Gawking At The State Of The Online Ad Economy: Blog Chief Says It Ain't Good

Gawker Media Publisher Nick Denton lit up the blogosphere in a way that only he can, posting a dire prediction for online ad spending in 2009 on his personal blog at nickdenton.org. Denton, whose Gawker blog publishing empire includes Gawker, Valleywag and other influential media industry and Silicon Valley muckrakers, posted the piece under the headline, "A 2009 Internet Media Plan," replete with colorful, sophisticated charts calling for several online ad spending scenarios - none of them especially good.

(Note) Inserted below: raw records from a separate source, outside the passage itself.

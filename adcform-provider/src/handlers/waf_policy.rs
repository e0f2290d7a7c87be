//! Application security policies under `/mgmt/tm/asm/policies`
//!
//! Policies are addressed by the appliance-generated id, which becomes the
//! resource identifier. URL and parameter entities are upserted by name;
//! signature entries are patched in place.

use std::collections::HashMap;

use adcform_core::provider::{ProviderError, ProviderResult};
use adcform_core::resource::{Resource, ResourceId, State, Value};
use log::debug;
use serde_json::json;

use crate::as3::decode_fragment;
use crate::client::ApplianceClient;
use crate::codec;
use crate::provider::{op_error, required_str};
use crate::schemas::AdcSchemaConfig;
use crate::utils::split_full_path;
use crate::waf::POLICIES_PATH;

/// Entity collections of a policy, keyed by configuration attribute
const ENTITY_COLLECTIONS: &[(&str, &str)] = &[("urls", "urls"), ("parameters", "parameters")];

/// Properties that only describe the object on this appliance
const VOLATILE_KEYS: &[&str] = &["id", "kind", "selfLink", "lastUpdateMicros", "generation"];

fn policy_path(policy_id: &str) -> String {
    format!("{}/{}", POLICIES_PATH, policy_id)
}

/// Decode the JSON entities of a list attribute
fn entities(resource: &Resource, key: &str) -> ProviderResult<Vec<serde_json::Value>> {
    resource
        .get_list(key)
        .iter()
        .enumerate()
        .map(|(index, value)| {
            decode_fragment(value, index)
                .map(serde_json::Value::Object)
                .map_err(|e| {
                    ProviderError::new(format!("Invalid entry in '{}'", key))
                        .for_resource(resource.id.clone())
                        .with_cause(e)
                })
        })
        .collect()
}

fn items(body: Option<serde_json::Value>) -> Vec<serde_json::Value> {
    body.and_then(|b| b.get("items").and_then(|i| i.as_array()).cloned())
        .unwrap_or_default()
}

/// Strip appliance bookkeeping so exports compare across appliances
fn portable(entity: &serde_json::Value) -> serde_json::Value {
    match entity {
        serde_json::Value::Object(map) => serde_json::Value::Object(
            map.iter()
                .filter(|(k, _)| !VOLATILE_KEYS.contains(&k.as_str()) && !k.ends_with("Reference"))
                .map(|(k, v)| (k.clone(), v.clone()))
                .collect(),
        ),
        other => other.clone(),
    }
}

/// Create or patch URL and parameter entities, then patch signature entries
async fn apply_entities(
    client: &ApplianceClient,
    resource: &Resource,
    policy_id: &str,
) -> ProviderResult<()> {
    let id = &resource.id;

    for (attr, collection) in ENTITY_COLLECTIONS {
        let desired = entities(resource, attr)?;
        if desired.is_empty() {
            continue;
        }
        let path = format!("{}/{}", policy_path(policy_id), collection);
        let existing: HashMap<String, String> = items(
            client
                .get(&path)
                .await
                .map_err(op_error("list entities", id))?,
        )
        .iter()
        .filter_map(|item| {
            Some((
                item.get("name")?.as_str()?.to_string(),
                item.get("id")?.as_str()?.to_string(),
            ))
        })
        .collect();

        for entity in &desired {
            let name = entity.get("name").and_then(|n| n.as_str()).unwrap_or("");
            match existing.get(name) {
                Some(entity_id) => {
                    debug!("Updating {} entity {} of {}", collection, name, policy_id);
                    client
                        .patch(&format!("{}/{}", path, entity_id), entity)
                        .await
                        .map_err(op_error("update entity", id))?;
                }
                None => {
                    debug!("Adding {} entity {} to {}", collection, name, policy_id);
                    client
                        .post(&path, entity)
                        .await
                        .map_err(op_error("add entity", id))?;
                }
            }
        }
    }

    let signatures_path = format!("{}/signatures", policy_path(policy_id));
    for signature in entities(resource, "signatures")? {
        let Some(signature_id) = signature.get("signatureId").and_then(|s| s.as_i64()) else {
            return Err(
                ProviderError::new("Signature entry has no signatureId").for_resource(id.clone())
            );
        };
        let filter = format!("signature/signatureId eq {}", signature_id);
        let mut body = signature.clone();
        if let Some(map) = body.as_object_mut() {
            map.remove("signatureId");
        }
        client
            .patch_with_query(&signatures_path, &[("$filter", &filter)], &body)
            .await
            .map_err(op_error("update signature", id))?;
    }

    Ok(())
}

/// Policy export: the policy properties plus its URL and parameter entities
async fn export_json(
    client: &ApplianceClient,
    id: &ResourceId,
    policy_id: &str,
    policy: &serde_json::Value,
) -> ProviderResult<String> {
    let mut export = match portable(policy) {
        serde_json::Value::Object(map) => map,
        _ => serde_json::Map::new(),
    };
    for (_, collection) in ENTITY_COLLECTIONS {
        let body = client
            .get(&format!("{}/{}", policy_path(policy_id), collection))
            .await
            .map_err(op_error("export", id))?;
        let entries: Vec<serde_json::Value> = items(body).iter().map(portable).collect();
        export.insert(collection.to_string(), json!(entries));
    }
    Ok(json!({ "policy": export }).to_string())
}

pub async fn read(
    client: &ApplianceClient,
    config: &AdcSchemaConfig,
    id: &ResourceId,
    identifier: &str,
) -> ProviderResult<State> {
    let body = client
        .get(&policy_path(identifier))
        .await
        .map_err(op_error("read", id))?;
    let Some(body) = body else {
        return Ok(State::not_found(id.clone()));
    };

    let mut attributes = codec::decode_fields(config.fields, &body);
    if let Some(full_path) = body.get("fullPath").and_then(|p| p.as_str()) {
        attributes.insert("name".to_string(), Value::String(full_path.to_string()));
    }
    attributes.insert(
        "policy_id".to_string(),
        Value::String(identifier.to_string()),
    );
    attributes.insert(
        "policy_export_json".to_string(),
        Value::String(export_json(client, id, identifier, &body).await?),
    );

    Ok(State::existing(id.clone(), attributes).with_identifier(identifier))
}

pub async fn create(
    client: &ApplianceClient,
    config: &AdcSchemaConfig,
    resource: &Resource,
) -> ProviderResult<State> {
    let id = &resource.id;
    let (partition, name) = split_full_path(required_str(resource, "name")?);

    let mut body = codec::encode_fields(config.fields, &resource.attributes);
    body.insert("name".to_string(), json!(name));
    body.insert("partition".to_string(), json!(partition));

    let created = client
        .post(POLICIES_PATH, &serde_json::Value::Object(body))
        .await
        .map_err(op_error("create", id))?;
    let policy_id = created
        .get("id")
        .and_then(|v| v.as_str())
        .map(String::from)
        .ok_or_else(|| {
            ProviderError::new("Policy create returned no id").for_resource(id.clone())
        })?;

    apply_entities(client, resource, &policy_id).await?;

    let state = read(client, config, id, &policy_id).await?;
    if !state.exists {
        return Err(ProviderError::new("Policy not found after create").for_resource(id.clone()));
    }
    Ok(state)
}

pub async fn update(
    client: &ApplianceClient,
    config: &AdcSchemaConfig,
    id: &ResourceId,
    identifier: &str,
    to: &Resource,
) -> ProviderResult<State> {
    let body = codec::encode_fields(config.fields, &to.attributes);
    client
        .patch(&policy_path(identifier), &serde_json::Value::Object(body))
        .await
        .map_err(op_error("update", id))?;

    apply_entities(client, to, identifier).await?;
    read(client, config, id, identifier).await
}

pub async fn delete(
    client: &ApplianceClient,
    id: &ResourceId,
    identifier: &str,
) -> ProviderResult<()> {
    client
        .delete(&policy_path(identifier))
        .await
        .map_err(op_error("delete", id))
}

"To judge from a hysterical press, one might think the apocalypse was already upon the media industry," Denton noted, citing J.P.Morgan analyst Imran Kahn's recent downward revision for online ad spending next year (Online Media Daily Nov. 3), "brutal" layoffs at big media concerns and increasing anxiety throughout Madison Avenue and the media world alike. In regards to Kahn's new prediction of a meager 6% 2009 growth for U.S. online display ad spending, Denton said, "We should be so lucky... executives should be planning now on a decline of up to 40% in advertising spending during this cycle. Instead they're sleepwalking into economic extinction - even those lean online ventures which were supposed to take up the mantle and preserve New York's position as a media capital."

Denton said a 40% decline isn't necessarily "overly pessimistic," noting that many of the recent forecasts and revisions don't take into account the possibility of a "deep recession," and its residual effect on the advertising economy.

"Internet advertising is by no means immune," Denton asserted, adding. "Advocates of the internet claim that the sector is both more mature than it was during the last downturn; and it's more "measurable" than other media. They hope to avoid a repeat of the 27% decline in 2000-2002. Good luck with that. The sector's maturity also means that its underlying growth is more sluggish than it was in the late 1990s."

Denton's did not cite a similarly pessimistic forecast released recently by media industry analyst Borrell Associates (OMD Nov. 7), which predicted that 2009 would be the first year since the start of the new century in which some components of interactive ad spending will show little or no growth. Borrell predicted a loss of "one dollar out of every seven" spent on interactive advertising next year, or a 14% decline, and said specific areas like email and paid search would be off even more.

"In 2001, Internet advertising swung to a 13% decline from 78% growth the previous year; this time the sector starts from a growth rate of 27%," Denton noted in Wednesday's post. "I would hate to see what a swing as violent as the dotcom burst would look like."